Problem description. Return each line exactly as written. Begin with the first line of the entries and end with the line that has "pub use html::HtmlRenderer;".

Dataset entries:
###

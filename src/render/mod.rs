//! Rendering a finished site model to disk.
//!
//! The build core hands a completed, read-only [`SiteModel`] and a
//! [`TemplateSet`] to a [`Renderer`]. The stock [`HtmlRenderer`] writes HTML
//! with maud; [`NullRenderer`] writes nothing and backs the `tests` command.
//!
//! ## Templates
//!
//! The templates root holds text fragments, read once per render:
//!
//! | File | Use |
//! |------|-----|
//! | `*.css` | inlined into every page's `<style>`, in file-name order |
//! | `head.html` | appended to `<head>` |
//! | `footer.html` | first fragment of the page footer |
//!
//! ## Template helpers
//!
//! Helper units from the registry run once per render: the built-in `date`
//! helper formats `date` fields for display; an external helper program gets
//! the model as JSON on stdin and its stdout is added to every page footer.

mod html;
mod manifest;

pub use html::HtmlRenderer;
pub use manifest::{RenderManifest, hash_bytes};

use crate::metadata::Timestamp;
use crate::model::SiteModel;
use crate::plugins::{self, BuiltinHelper, EntryPoint, PluginUnit};
use std::collections::BTreeMap;
use std::fs;
use std::io;
use std::path::{Path, PathBuf};
use std::process::Command;
use thiserror::Error;
use tracing::debug;

#[derive(Error, Debug)]
pub enum RenderError {
    #[error("IO error: {0}")]
    Io(#[from] io::Error),
    #[error("cannot read templates from {}: {source}", path.display())]
    Templates {
        path: PathBuf,
        #[source]
        source: io::Error,
    },
    #[error("cannot read asset {}: {source}", path.display())]
    Asset {
        path: PathBuf,
        #[source]
        source: io::Error,
    },
    #[error("JSON error: {0}")]
    Json(#[from] serde_json::Error),
    #[error("template helper `{name}` failed: {message}")]
    Helper { name: String, message: String },
}

/// Turns a completed model into output files.
pub trait Renderer {
    fn render(&self, model: &SiteModel, templates: &TemplateSet) -> Result<(), RenderError>;
}

/// Renders nothing. Builds still run every handler.
#[derive(Debug, Default, Clone, Copy)]
pub struct NullRenderer;

impl Renderer for NullRenderer {
    fn render(&self, model: &SiteModel, _templates: &TemplateSet) -> Result<(), RenderError> {
        debug!(nodes = model.len(), "null render");
        Ok(())
    }
}

/// Template fragments plus helper output for one render.
#[derive(Debug, Clone, Default, PartialEq)]
pub struct TemplateSet {
    /// File name → contents, text files only.
    files: BTreeMap<String, String>,
    /// Fragments appended to every page footer.
    footer: Vec<String>,
    builtin_helpers: Vec<BuiltinHelper>,
}

impl TemplateSet {
    /// Read the text files at the top of `dir`. A missing directory is an
    /// empty set.
    pub fn load(dir: &Path) -> Result<Self, RenderError> {
        let mut set = Self::default();
        if !dir.is_dir() {
            return Ok(set);
        }
        let templates_err = |source| RenderError::Templates {
            path: dir.to_path_buf(),
            source,
        };
        for entry in fs::read_dir(dir).map_err(templates_err)? {
            let path = entry.map_err(templates_err)?.path();
            let Some(name) = path.file_name().and_then(|n| n.to_str()) else {
                continue;
            };
            if !path.is_file() || name.starts_with('.') {
                continue;
            }
            match fs::read_to_string(&path) {
                Ok(text) => {
                    set.files.insert(name.to_string(), text);
                }
                Err(e) if e.kind() == io::ErrorKind::InvalidData => {
                    debug!(file = name, "skipping binary template file");
                }
                Err(source) => return Err(RenderError::Templates { path, source }),
            }
        }
        Ok(set)
    }

    pub fn get(&self, name: &str) -> Option<&str> {
        self.files.get(name).map(String::as_str)
    }

    /// All stylesheets, concatenated in file-name order.
    pub fn stylesheet(&self) -> String {
        self.files
            .iter()
            .filter(|(name, _)| name.ends_with(".css"))
            .map(|(_, css)| css.as_str())
            .collect::<Vec<_>>()
            .join("\n")
    }

    pub fn footer(&self) -> impl Iterator<Item = &str> {
        self.get("footer.html")
            .into_iter()
            .chain(self.footer.iter().map(String::as_str))
    }

    /// Run template helpers against the model.
    pub fn apply_helpers<'a>(
        &mut self,
        helpers: impl IntoIterator<Item = &'a PluginUnit>,
        model: &SiteModel,
    ) -> Result<(), RenderError> {
        let mut model_json = None;
        for unit in helpers {
            match &unit.entry_point {
                EntryPoint::Helper(helper) => self.builtin_helpers.push(*helper),
                EntryPoint::Executable { program, .. } => {
                    if model_json.is_none() {
                        model_json = Some(serde_json::to_vec(model)?);
                    }
                    let json = model_json.as_deref().unwrap_or_default();
                    let fragment = run_helper(&unit.name, program, json)?;
                    if !fragment.trim().is_empty() {
                        self.footer.push(fragment);
                    }
                }
                _ => {}
            }
        }
        Ok(())
    }

    /// Display form of a date, through the `date` helper when it is active.
    pub fn format_date(&self, ts: &Timestamp) -> String {
        if self.builtin_helpers.contains(&BuiltinHelper::Date) {
            ts.display_date()
        } else {
            ts.canonical()
        }
    }
}

fn run_helper(name: &str, program: &Path, input: &[u8]) -> Result<String, RenderError> {
    let failed = |message: String| RenderError::Helper {
        name: name.to_string(),
        message,
    };
    debug!(helper = name, program = %program.display(), "running template helper");
    let output = plugins::run_with_input(&mut Command::new(program), input)
        .map_err(|e| failed(e.to_string()))?;
    if !output.status.success() {
        return Err(failed(format!(
            "{} ({})",
            String::from_utf8_lossy(&output.stderr).trim(),
            output.status
        )));
    }
    Ok(String::from_utf8_lossy(&output.stdout).trim().to_string())
}
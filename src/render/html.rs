//! HTML output with maud.
//!
//! Every node becomes one file. Links are relative, so the output directory
//! works from any URL prefix or straight off the filesystem.

use super::manifest::{RenderManifest, hash_bytes};
use super::{RenderError, Renderer, TemplateSet};
use crate::metadata::{self, MetadataRecord, MetadataValue};
use crate::model::{ListingEntry, NodeKind, SiteModel, SiteNode};
use maud::{DOCTYPE, Markup, PreEscaped, html};
use std::fs;
use std::io;
use std::path::{Path, PathBuf};
use tracing::{debug, info};

pub struct HtmlRenderer {
    output_dir: PathBuf,
    content_dir: PathBuf,
    site_title: String,
}

impl HtmlRenderer {
    pub fn new(output_dir: &Path, content_dir: &Path, site_title: &str) -> Self {
        Self {
            output_dir: output_dir.to_path_buf(),
            content_dir: content_dir.to_path_buf(),
            site_title: site_title.to_string(),
        }
    }

    fn node_bytes(&self, node: &SiteNode, templates: &TemplateSet) -> Result<Vec<u8>, RenderError> {
        let markup = match &node.kind {
            NodeKind::Asset => {
                let source = node.source.as_deref().unwrap_or(&node.output_path);
                let path = self.content_dir.join(source);
                return fs::read(&path).map_err(|source| RenderError::Asset { path, source });
            }
            NodeKind::External { content } => return Ok(content.clone().into_bytes()),
            NodeKind::GalleryEntry { image } => self.gallery_entry(node, image, templates),
            NodeKind::Page { html, listing } => self.page(node, html, listing.as_deref(), templates),
            NodeKind::Index { listing } => self.index(node, listing, templates),
        };
        Ok(markup.into_string().into_bytes())
    }

    fn document(&self, node: &SiteNode, templates: &TemplateSet, content: Markup) -> Markup {
        let root = relative_root(&node.output_path);
        let title = match node.title() {
            Some(t) if !t.is_empty() => format!("{t} · {}", self.site_title),
            _ => self.site_title.clone(),
        };
        html! {
            (DOCTYPE)
            html lang="en" {
                head {
                    meta charset="UTF-8";
                    meta name="viewport" content="width=device-width, initial-scale=1.0";
                    title { (title) }
                    style { (PreEscaped(templates.stylesheet())) }
                    @if let Some(head) = templates.get("head.html") {
                        (PreEscaped(head))
                    }
                }
                body {
                    header.site-header {
                        a href={ (root) "index.html" } { (self.site_title) }
                    }
                    main { (content) }
                    @let footer: Vec<&str> = templates.footer().collect();
                    @if !footer.is_empty() {
                        footer.site-footer {
                            @for fragment in footer {
                                (PreEscaped(fragment))
                            }
                        }
                    }
                }
            }
        }
    }

    fn gallery_entry(&self, node: &SiteNode, image: &str, templates: &TemplateSet) -> Markup {
        let root = relative_root(&node.output_path);
        let record = &node.metadata;
        let title = record.title().unwrap_or_default();
        let content = html! {
            figure.gallery-entry {
                img src={ (root) (image) } alt=(title);
                figcaption {
                    h1 { (title) }
                    @if let Some(description) = record.description() {
                        p.description { (description) }
                    }
                    (details(record, templates))
                }
            }
        };
        self.document(node, templates, content)
    }

    fn page(
        &self,
        node: &SiteNode,
        body: &str,
        listing: Option<&[ListingEntry]>,
        templates: &TemplateSet,
    ) -> Markup {
        let root = relative_root(&node.output_path);
        let content = html! {
            article.page { (PreEscaped(body)) }
            @if let Some(listing) = listing {
                (listing_markup(listing, &root, templates))
            }
        };
        self.document(node, templates, content)
    }

    fn index(&self, node: &SiteNode, listing: &[ListingEntry], templates: &TemplateSet) -> Markup {
        let root = relative_root(&node.output_path);
        let heading = node.title().unwrap_or(&self.site_title);
        let content = html! {
            h1 { (heading) }
            (listing_markup(listing, &root, templates))
        };
        self.document(node, templates, content)
    }
}

impl Renderer for HtmlRenderer {
    /// Every node is rendered in memory before the output directory is
    /// touched, so a node that fails to render leaves the previous output as
    /// it was.
    fn render(&self, model: &SiteModel, templates: &TemplateSet) -> Result<(), RenderError> {
        let rendered = model
            .nodes()
            .map(|node| {
                let bytes = self.node_bytes(node, templates)?;
                let hash = hash_bytes(&bytes);
                Ok((node.output_path.as_str(), bytes, hash))
            })
            .collect::<Result<Vec<_>, RenderError>>()?;

        fs::create_dir_all(&self.output_dir)?;
        let previous = RenderManifest::load(&self.output_dir);
        let mut next = RenderManifest::empty();
        let (mut written, mut unchanged) = (0usize, 0usize);

        for (output_path, bytes, hash) in rendered {
            let target = self.output_dir.join(output_path);
            if previous.is_current(output_path, &hash) && target.is_file() {
                unchanged += 1;
            } else {
                if let Some(parent) = target.parent() {
                    fs::create_dir_all(parent)?;
                }
                fs::write(&target, &bytes)?;
                debug!(path = output_path, "wrote");
                written += 1;
            }
            next.insert(output_path.to_string(), hash);
        }

        let stale = previous.stale_paths(&next);
        for path in &stale {
            remove_output(&self.output_dir, path)?;
        }
        next.save(&self.output_dir)?;

        info!(written, unchanged, removed = stale.len(), "rendered site");
        Ok(())
    }
}

/// `../` once per directory level of `output_path`.
fn relative_root(output_path: &str) -> String {
    "../".repeat(output_path.matches('/').count())
}

fn details(record: &MetadataRecord, templates: &TemplateSet) -> Markup {
    let camera = [metadata::CAMERA_MAKE, metadata::CAMERA_MODEL]
        .iter()
        .filter_map(|k| record.get(k).and_then(MetadataValue::as_text))
        .collect::<Vec<_>>()
        .join(" ");
    let lens = record.get(metadata::LENS).and_then(MetadataValue::as_text);
    let location = record
        .get(metadata::LATITUDE)
        .and_then(MetadataValue::as_float)
        .zip(record.get(metadata::LONGITUDE).and_then(MetadataValue::as_float));

    html! {
        dl.details {
            @if let Some(date) = record.date() {
                dt { "Date" }
                dd { time datetime=(date.canonical()) { (templates.format_date(date)) } }
            }
            @if !camera.is_empty() {
                dt { "Camera" }
                dd { (camera) }
            }
            @if let Some(lens) = lens {
                dt { "Lens" }
                dd { (lens) }
            }
            @if let Some((lat, lon)) = location {
                dt { "Location" }
                dd { (format!("{lat:.5}, {lon:.5}")) }
            }
            @if !record.keywords().is_empty() {
                dt { "Keywords" }
                dd { (record.keywords().join(", ")) }
            }
        }
    }
}

fn listing_markup(listing: &[ListingEntry], root: &str, templates: &TemplateSet) -> Markup {
    html! {
        ul.listing {
            @for entry in listing {
                li {
                    a href={ (root) (entry.href) } {
                        @if let Some(thumbnail) = &entry.thumbnail {
                            img src={ (root) (thumbnail) } alt=(entry.title) loading="lazy";
                        }
                        span.title { (entry.title) }
                        @if let Some(date) = &entry.date {
                            time datetime=(date.canonical()) { (templates.format_date(date)) }
                        }
                    }
                }
            }
        }
    }
}

/// Delete a rendered file, then any directories it leaves empty.
fn remove_output(output_dir: &Path, rel: &str) -> io::Result<()> {
    let path = output_dir.join(rel);
    match fs::remove_file(&path) {
        Ok(()) => debug!(path = rel, "removed stale output"),
        Err(e) if e.kind() == io::ErrorKind::NotFound => {}
        Err(e) => return Err(e),
    }
    let mut dir = path.parent();
    while let Some(d) = dir {
        if d == output_dir || fs::remove_dir(d).is_err() {
            break;
        }
        dir = d.parent();
    }
    Ok(())
}
//! Handlers implemented by external programs.
//!
//! The program is run once per item with the item path as its only argument
//! and the item's metadata as JSON on stdin. It answers on stdout with a JSON
//! array of nodes:
//!
//! ```json
//! [{ "output_path": "raw/IMG_1.html", "content": "<html>…</html>", "metadata": {"title": "…"} }]
//! ```
//!
//! Node metadata is merged over the item's record. A non-zero exit status
//! fails the item with the program's stderr.

use super::{Handler, HandlerError, Resolved};
use crate::content::ContentItem;
use crate::metadata::{self, MetadataRecord};
use crate::model::{NodeKind, SiteNode};
use crate::plugins;
use crate::sidecar;
use serde::Deserialize;
use std::path::PathBuf;
use std::process::Command;
use tracing::{debug, warn};

pub struct ExternalHandler {
    name: String,
    program: PathBuf,
    extensions: Vec<String>,
}

#[derive(Deserialize)]
#[serde(deny_unknown_fields)]
struct ExternalNode {
    output_path: String,
    content: String,
    #[serde(default)]
    metadata: MetadataRecord,
}

impl ExternalHandler {
    pub fn new(name: &str, program: PathBuf, extensions: Vec<String>) -> Self {
        Self {
            name: name.to_string(),
            program,
            extensions,
        }
    }

    fn run(&self, item: &ContentItem, input: &[u8]) -> Result<Vec<u8>, HandlerError> {
        debug!(handler = %self.name, item = %item.relative, "running external handler");
        let output = plugins::run_with_input(Command::new(&self.program).arg(&item.path), input)?;
        if !output.status.success() {
            return Err(HandlerError::External {
                handler: self.name.clone(),
                message: format!(
                    "{} ({})",
                    String::from_utf8_lossy(&output.stderr).trim(),
                    output.status
                ),
            });
        }
        Ok(output.stdout)
    }
}

impl Handler for ExternalHandler {
    fn name(&self) -> &str {
        &self.name
    }

    fn matches(&self, item: &ContentItem) -> bool {
        self.extensions.iter().any(|e| *e == item.extension)
    }

    /// External handlers get sidecar metadata only.
    fn resolve_metadata(&self, item: &ContentItem) -> Resolved {
        match sidecar::resolve(&item.path) {
            Ok(record) => Resolved {
                record: record.unwrap_or_default(),
                issues: Vec::new(),
            },
            Err(e) => {
                warn!(item = %item.relative, error = %e, "ignoring sidecar");
                Resolved {
                    record: MetadataRecord::new(),
                    issues: vec![e.into()],
                }
            }
        }
    }

    fn process(
        &self,
        item: &ContentItem,
        metadata: &MetadataRecord,
    ) -> Result<Vec<SiteNode>, HandlerError> {
        let input = serde_json::to_vec(metadata).map_err(|source| HandlerError::ExternalOutput {
            handler: self.name.clone(),
            source,
        })?;
        let stdout = self.run(item, &input)?;
        let nodes: Vec<ExternalNode> =
            serde_json::from_slice(&stdout).map_err(|source| HandlerError::ExternalOutput {
                handler: self.name.clone(),
                source,
            })?;

        nodes
            .into_iter()
            .map(|node| {
                if !is_safe_output_path(&node.output_path) {
                    return Err(HandlerError::OutputPath {
                        handler: self.name.clone(),
                        path: node.output_path,
                    });
                }
                Ok(SiteNode {
                    output_path: node.output_path,
                    source: Some(item.relative.clone()),
                    kind: NodeKind::External {
                        content: node.content,
                    },
                    metadata: metadata::merge(metadata.clone(), Some(node.metadata)),
                })
            })
            .collect()
    }
}

/// Relative, `/`-separated, and staying inside the output root.
fn is_safe_output_path(path: &str) -> bool {
    !path.is_empty()
        && !path.starts_with('/')
        && !path.contains('\\')
        && path
            .split('/')
            .all(|part| !part.is_empty() && part != "." && part != "..")
}

#[cfg(test)]
mod tests {
    use super::*;
    use crate::test_helpers::TestSite;

    #[test]
    fn output_path_safety() {
        assert!(is_safe_output_path("raw/IMG_1.html"));
        assert!(!is_safe_output_path("/etc/passwd"));
        assert!(!is_safe_output_path("../escape.html"));
        assert!(!is_safe_output_path("a//b"));
        assert!(!is_safe_output_path(""));
    }

    #[test]
    fn matches_declared_extensions_only() {
        let handler = ExternalHandler::new("raw", PathBuf::from("/bin/true"), vec!["cr2".into()]);
        let site = TestSite::new();
        site.write("content/a.cr2", b"x");
        site.write("content/a.jpg", b"x");
        let content = site.path("content");
        let cr2 = ContentItem::new(&content, &content.join("a.cr2")).unwrap();
        let jpg = ContentItem::new(&content, &content.join("a.jpg")).unwrap();
        assert!(handler.matches(&cr2));
        assert!(!handler.matches(&jpg));
    }

    #[cfg(unix)]
    mod unix {
        use super::*;
        use std::fs;
        use std::os::unix::fs::PermissionsExt;

        fn script(site: &TestSite, body: &str) -> PathBuf {
            let path = site.write("plugins/handler.sh", format!("#!/bin/sh\n{body}\n"));
            fs::set_permissions(&path, fs::Permissions::from_mode(0o755)).unwrap();
            path
        }

        fn raw_item(site: &TestSite) -> ContentItem {
            site.write("content/shots/IMG_1.cr2", b"raw");
            let content = site.path("content");
            ContentItem::new(&content, &content.join("shots/IMG_1.cr2")).unwrap()
        }

        #[test]
        fn runs_program_and_merges_metadata() {
            let site = TestSite::new();
            let program = script(
                &site,
                r#"cat > /dev/null
echo '[{"output_path": "shots/IMG_1.html", "content": "<p>raw</p>", "metadata": {"camera_model": "EOS R5"}}]'"#,
            );
            let handler = ExternalHandler::new("raw", program, vec!["cr2".into()]);
            let record = MetadataRecord::new().with(metadata::TITLE, "Frame One");
            let nodes = handler.process(&raw_item(&site), &record).unwrap();

            assert_eq!(nodes.len(), 1);
            assert_eq!(nodes[0].output_path, "shots/IMG_1.html");
            assert_eq!(nodes[0].source.as_deref(), Some("shots/IMG_1.cr2"));
            assert_eq!(nodes[0].title(), Some("Frame One"));
            assert_eq!(
                nodes[0].metadata.get(metadata::CAMERA_MODEL),
                Some(&"EOS R5".into())
            );
        }

        #[test]
        fn failing_program_is_handler_error() {
            let site = TestSite::new();
            let program = script(&site, "echo 'no decoder' >&2\nexit 3");
            let handler = ExternalHandler::new("raw", program, vec!["cr2".into()]);
            let err = handler
                .process(&raw_item(&site), &MetadataRecord::new())
                .unwrap_err();
            match err {
                HandlerError::External { message, .. } => assert!(message.contains("no decoder")),
                other => panic!("unexpected error {other}"),
            }
        }

        #[test]
        fn garbage_output_is_handler_error() {
            let site = TestSite::new();
            let program = script(&site, "echo 'not json'");
            let handler = ExternalHandler::new("raw", program, vec!["cr2".into()]);
            assert!(matches!(
                handler.process(&raw_item(&site), &MetadataRecord::new()),
                Err(HandlerError::ExternalOutput { .. })
            ));
        }

        #[test]
        fn chatty_program_with_large_metadata_completes() {
            let site = TestSite::new();
            let program = script(
                &site,
                r#"cat >&2
echo '[{"output_path": "shots/IMG_1.html", "content": "ok"}]'"#,
            );
            let handler = ExternalHandler::new("raw", program, vec!["cr2".into()]);
            let record =
                MetadataRecord::new().with(metadata::DESCRIPTION, "wolf ".repeat(200_000));
            let nodes = handler.process(&raw_item(&site), &record).unwrap();
            assert_eq!(nodes.len(), 1);
        }

        #[test]
        fn escaping_output_path_is_rejected() {
            let site = TestSite::new();
            let program = script(
                &site,
                r#"echo '[{"output_path": "../outside.html", "content": ""}]'"#,
            );
            let handler = ExternalHandler::new("raw", program, vec!["cr2".into()]);
            assert!(matches!(
                handler.process(&raw_item(&site), &MetadataRecord::new()),
                Err(HandlerError::OutputPath { .. })
            ));
        }
    }
}
//! Canonical capture timestamps.
//!
//! Every timestamp, whatever its source (EXIF `2019:09:10 06:49:11`, a sidecar
//! `2019-09-10T06:49:11+02:00`, a bare `2019-09-10`, a file mtime), is held as
//! one local date-time plus an optional UTC offset and the number of
//! sub-second digits the source actually carried. Two sources describing the
//! same instant with the same precision compare equal.

use chrono::{DateTime, FixedOffset, NaiveDate, NaiveDateTime, Timelike, Utc};
use serde::{Deserialize, Deserializer, Serialize, Serializer};
use std::fmt;
use std::time::SystemTime;
use thiserror::Error;

#[derive(Error, Debug, Clone, PartialEq, Eq)]
pub enum TimestampError {
    #[error("unrecognised timestamp {0:?}")]
    Invalid(String),
    #[error("invalid sub-second value {0:?}")]
    SubSecond(String),
    #[error("invalid UTC offset {0:?}")]
    Offset(String),
}

const MAX_SUBSEC_DIGITS: u8 = 9;

#[derive(Debug, Clone, Copy, PartialEq, Eq, Hash)]
pub struct Timestamp {
    datetime: NaiveDateTime,
    offset: Option<FixedOffset>,
    subsec_digits: u8,
}

impl Timestamp {
    /// A whole-second timestamp with no sub-second precision.
    pub fn new(datetime: NaiveDateTime, offset: Option<FixedOffset>) -> Self {
        Self {
            datetime: datetime.with_nanosecond(0).unwrap_or(datetime),
            offset,
            subsec_digits: 0,
        }
    }

    /// Parse the EXIF triple `DateTimeOriginal`, `SubSecTimeOriginal`,
    /// `OffsetTimeOriginal`.
    ///
    /// Returns `Ok(None)` for the all-zero value cameras write when the clock
    /// was never set.
    pub fn from_exif(
        datetime: &str,
        subsec: Option<&str>,
        offset: Option<&str>,
    ) -> Result<Option<Self>, TimestampError> {
        let datetime = clean(datetime);
        if datetime.is_empty() || datetime.starts_with("0000:00:00") {
            return Ok(None);
        }
        let naive = NaiveDateTime::parse_from_str(datetime, "%Y:%m:%d %H:%M:%S")
            .map_err(|_| TimestampError::Invalid(datetime.to_string()))?;
        let mut ts = Self::new(naive, None);

        if let Some(subsec) = subsec.map(clean).filter(|s| !s.is_empty()) {
            ts = ts.with_subsec_digits(subsec)?;
        }
        if let Some(offset) = offset.map(clean).filter(|s| !s.is_empty()) {
            ts.offset = Some(parse_offset(offset)?);
        }
        Ok(Some(ts))
    }

    /// Parse an author-supplied timestamp.
    ///
    /// Accepts RFC 3339 (`2019-09-10T06:49:11.25+02:00`), naive ISO forms with
    /// `T` or a space separator, the EXIF colon form, and bare dates.
    pub fn parse(input: &str) -> Result<Self, TimestampError> {
        let s = input.trim();
        let invalid = || TimestampError::Invalid(s.to_string());

        if let Ok(dt) = DateTime::parse_from_rfc3339(s) {
            let mut ts = Self::new(dt.naive_local(), Some(*dt.offset()));
            if let Some(frac) = fraction_digits(s) {
                ts = ts.with_subsec_digits(frac)?;
            }
            return Ok(ts);
        }

        for format in ["%Y-%m-%dT%H:%M:%S%.f", "%Y-%m-%d %H:%M:%S%.f"] {
            if let Ok(naive) = NaiveDateTime::parse_from_str(s, format) {
                let mut ts = Self::new(naive, None);
                if let Some(frac) = fraction_digits(s) {
                    ts = ts.with_subsec_digits(frac)?;
                }
                return Ok(ts);
            }
        }

        if let Some(ts) = Self::from_exif(s, None, None).ok().flatten() {
            return Ok(ts);
        }

        let date = NaiveDate::parse_from_str(s, "%Y-%m-%d").map_err(|_| invalid())?;
        let midnight = date.and_hms_opt(0, 0, 0).ok_or_else(invalid)?;
        Ok(Self::new(midnight, None))
    }

    /// Whole-second UTC timestamp from a filesystem time.
    pub fn from_system_time(time: SystemTime) -> Self {
        let utc: DateTime<Utc> = time.into();
        Self::new(utc.naive_utc(), FixedOffset::east_opt(0))
    }

    pub fn datetime(&self) -> NaiveDateTime {
        self.datetime
    }

    pub fn offset(&self) -> Option<FixedOffset> {
        self.offset
    }

    /// Number of sub-second digits the source carried (0 for whole seconds).
    pub fn subsec_digits(&self) -> u8 {
        self.subsec_digits
    }

    /// The absolute instant, when the source recorded an offset.
    pub fn instant(&self) -> Option<DateTime<Utc>> {
        let offset = self.offset?;
        self.datetime
            .and_local_timezone(offset)
            .single()
            .map(|dt| dt.with_timezone(&Utc))
    }

    /// `YYYY-MM-DDTHH:MM:SS[.fff][±HH:MM]`
    pub fn canonical(&self) -> String {
        let mut out = self.datetime.format("%Y-%m-%dT%H:%M:%S").to_string();
        if self.subsec_digits > 0 {
            let nanos = format!("{:09}", self.datetime.nanosecond());
            out.push('.');
            out.push_str(&nanos[..self.subsec_digits as usize]);
        }
        if let Some(offset) = self.offset {
            out.push_str(&offset.to_string());
        }
        out
    }

    /// Human-readable date, e.g. `10 September 2019`.
    pub fn display_date(&self) -> String {
        self.datetime.format("%-d %B %Y").to_string()
    }

    fn with_subsec_digits(mut self, digits: &str) -> Result<Self, TimestampError> {
        if !digits.bytes().all(|b| b.is_ascii_digit()) {
            return Err(TimestampError::SubSecond(digits.to_string()));
        }
        let kept = &digits[..digits.len().min(MAX_SUBSEC_DIGITS as usize)];
        let value: u32 = kept
            .parse()
            .map_err(|_| TimestampError::SubSecond(digits.to_string()))?;
        let nanos = value * 10u32.pow(u32::from(MAX_SUBSEC_DIGITS) - kept.len() as u32);
        self.datetime = self
            .datetime
            .with_nanosecond(nanos)
            .ok_or_else(|| TimestampError::SubSecond(digits.to_string()))?;
        self.subsec_digits = kept.len() as u8;
        Ok(self)
    }
}

/// EXIF ASCII values are NUL-terminated and often space-padded.
fn clean(s: &str) -> &str {
    s.trim_matches(|c: char| c == '\0' || c.is_whitespace())
}

/// Digits following the seconds field's decimal point, if any.
fn fraction_digits(s: &str) -> Option<&str> {
    let time_start = s.find(['T', ' '])?;
    let dot = time_start + s[time_start..].find('.')?;
    let rest = &s[dot + 1..];
    let end = rest
        .find(|c: char| !c.is_ascii_digit())
        .unwrap_or(rest.len());
    (end > 0).then(|| &rest[..end])
}

fn parse_offset(s: &str) -> Result<FixedOffset, TimestampError> {
    let err = || TimestampError::Offset(s.to_string());
    if s == "Z" {
        return FixedOffset::east_opt(0).ok_or_else(err);
    }
    let (sign, rest) = match s.as_bytes().first() {
        Some(b'+') => (1, &s[1..]),
        Some(b'-') => (-1, &s[1..]),
        _ => return Err(err()),
    };
    let (hours, minutes) = rest.split_once(':').ok_or_else(err)?;
    let hours: i32 = hours.parse().map_err(|_| err())?;
    let minutes: i32 = minutes.parse().map_err(|_| err())?;
    if hours > 23 || minutes > 59 {
        return Err(err());
    }
    FixedOffset::east_opt(sign * (hours * 3600 + minutes * 60)).ok_or_else(err)
}

impl fmt::Display for Timestamp {
    fn fmt(&self, f: &mut fmt::Formatter<'_>) -> fmt::Result {
        f.write_str(&self.canonical())
    }
}

impl Serialize for Timestamp {
    fn serialize<S: Serializer>(&self, serializer: S) -> Result<S::Ok, S::Error> {
        serializer.serialize_str(&self.canonical())
    }
}

impl<'de> Deserialize<'de> for Timestamp {
    fn deserialize<D: Deserializer<'de>>(deserializer: D) -> Result<Self, D::Error> {
        let s = String::deserialize(deserializer)?;
        Timestamp::parse(&s).map_err(serde::de::Error::custom)
    }
}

###

Written response.
filename src/render/mod.rs
//! Rendering a finished site model to disk.
//!
//! The build core hands a completed, read-only [`SiteModel`] and a
//! [`TemplateSet`] to a [`Renderer`]. The stock [`HtmlRenderer`] writes HTML
//! with maud; [`NullRenderer`] writes nothing and backs the `tests` command.
//!
//! ## Templates
//!
//! The templates root holds text fragments, read once per render:
//!
//! | File | Use |
//! |------|-----|
//! | `*.css` | inlined into every page's `<style>`, in file-name order |
//! | `head.html` | appended to `<head>` |
//! | `footer.html` | first fragment of the page footer |
//!
//! ## Template helpers
//!
//! Helper units from the registry run once per render: the built-in `date`
//! helper formats `date` fields for display; an external helper program gets
//! the model as JSON on stdin and its stdout is added to every page footer.

mod html;
mod manifest;

pub use html::HtmlRenderer;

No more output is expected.